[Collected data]
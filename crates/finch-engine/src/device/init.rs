/// Initialization parameters for the GPU layer.
#[derive(Debug, Clone)]
pub struct GpuInit {
    /// Prefer an sRGB surface format when available.
    pub prefer_srgb: bool,

    /// Present mode (swap behavior). FIFO is vsync and supported everywhere.
    pub present_mode: wgpu::PresentMode,

    /// Optional alpha mode preference; ignored when the surface does not support it.
    pub alpha_mode: Option<wgpu::CompositeAlphaMode>,

    pub power_preference: wgpu::PowerPreference,

    /// Desired maximum frame latency for the surface. A hint only.
    pub desired_maximum_frame_latency: u32,
}

impl Default for GpuInit {
    fn default() -> Self {
        Self {
            prefer_srgb: true,
            present_mode: wgpu::PresentMode::Fifo,
            alpha_mode: None,
            power_preference: wgpu::PowerPreference::HighPerformance,
            desired_maximum_frame_latency: 2,
        }
    }
}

**EXERCISE BRIEF:** In the entries above, identify every line with the string "PresentMode".

**EXPECTED OUTPUT:**
    pub present_mode: wgpu::PresentMode,
            present_mode: wgpu::PresentMode::Fifo,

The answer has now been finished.